Architecte et réalisateur iranien, Mehran Tamadon retourne vivre quelques années en Iran, après avoir terminé ses études d’architecture. En 2002, lors de l’exposition d’art conceptuel du Musée d’Art contemporain de Téhéran, il monte l’installation artistique Le regard d’un flâneur. En 2004, il réalise son premier film Behesht Zahra, mères de martyrs et en 2010, il présente Bassidji aux Rencontres Cinéma de Manosque.

Résumé :

Iranien athée, Mehran Tamadon aspire à une société laïque, où il aurait le droit de s’exprimer autant que les partisans de la République islamiste. Il invite quatre mollahs à venir habiter avec lui pendant deux jours, afin de débattre sur la question : peut-on vivre ensemble quand on a des conceptions du monde aussi opposées ? Son précédent film Bassidji était une première tentative de dialogue avec les islamistes.

Analyse :



Le film a reçu le Grand Prix du festival Cinéma du Réel à Paris (mars 2014), et plusieurs distinctions internationales (Madrid, Nyon, Berlin). Au cours des deux années de préparation du film, Tamadon a su surmonter les refus et réticences de participants, et les obstacles soulevés par les autorités : interrogatoires musclés, confiscation de passeport. Le dispositif est simple et symbolique : le cinéaste accueille chez lui, dans sa maison de Téhéran, des mollahs et leurs assistants. Amical, toujours de bonne humeur, il contribue grandement à détendre l’atmosphère, ne répondant pas à certains sarcasmes et attaques personnelles (« Vous êtes un dictateur intellectuel qui veut imposer la laïcité » !).
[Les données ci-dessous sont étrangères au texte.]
mod app;

use anyhow::Result;
use std::fs::{self, OpenOptions};

use cardforge_core::{
    config::{self, AppConfig},
    Composer, ExportWriter, MemorySurface, SelectionState,
};
use tracing_subscriber::{prelude::*, EnvFilter};

#[tokio::main]
async fn main() -> Result<()> {
    init_logging()?;

    config::ensure_default_config()?;
    let config = AppConfig::load()?;

    let resolver = config.resolver()?;
    let selection = SelectionState::with_set(config.default_set.clone());
    let composer = Composer::with_selection(resolver, MemorySurface::card(), selection);
    let exporter = ExportWriter::new(config.export_dir.clone());

    let mut app = app::CardForgeApp::new(config, composer, exporter);
    app.run().await
}

fn init_logging() -> Result<()> {
    let log_dir = std::env::current_dir()?.join("logs");
    fs::create_dir_all(&log_dir)?;
    let log_path = log_dir.join("cardforge.log");

    let env_filter = EnvFilter::from_default_env();

    let file_layer = tracing_subscriber::fmt::layer()
        .with_target(true)
        .with_ansi(false)
        .compact()
        .with_writer(move || {
            OpenOptions::new()
                .create(true)
                .append(true)
                .open(&log_path)
                .expect("failed to open log file")
        });

    tracing_subscriber::registry()
        .with(env_filter)
        .with(file_layer)
        .init();

    Ok(())
}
La maison est un espace où l’on partage la vie quotidienne, et les mollahs se sentent libres de faire leurs prières, pendant que se préparent les repas. Mais, déjà, un point d’ombre : les femmes sont à la cuisine et ne sont pas filmées. On est étonné et souvent ravi de suivre les dialogues enjoués (la langue est le farsi, le cinéaste a réalisé des sous-titres en français), mais on se plaît à espérer que le promoteur de cette expérience filmée va tenir son pari. Utilisant des objets, des affiches et des photos étalés sur le beau tapis, Tamadon est le meneur de jeu. Ambiance ludique et enjouée, on fait des jeux de mots qui font rire l’assemblée. « Mon cinéma (…) est un espace qui doit permettre de se comprendre et de rendre la parole possible »a-t-il déclaré dans on dossier de presse. Mais les choses vont se gâter, lorsque les questions essentielles sont abordées : le port du voile, la femme et sa place dans la société, la vie de couple, l’avortement. Le rejet catégorique de la femme (même la photo d’une poétesse iranienne n’est pas acceptée) tient une bonne part de la discussion, parfois les arguments des mollahs vont jusqu’à la caricature ! Finalement, un de ceux qui s’expriment le plus, va déclarer que la République islamiste étant élue par une majorité d’Iraniens, nulle critique ne peut être admise ! C’est la fin de la démarche idéaliste mais exemplaire dans son principe. Les mollahs s’en vont, Tamaron range les photos et affiches, roule les tapis. Et le générique de fin nous apprend que le cinéaste ne peut pas revenir dans son pays, au risque d’y être emprisonné. Fin de partie.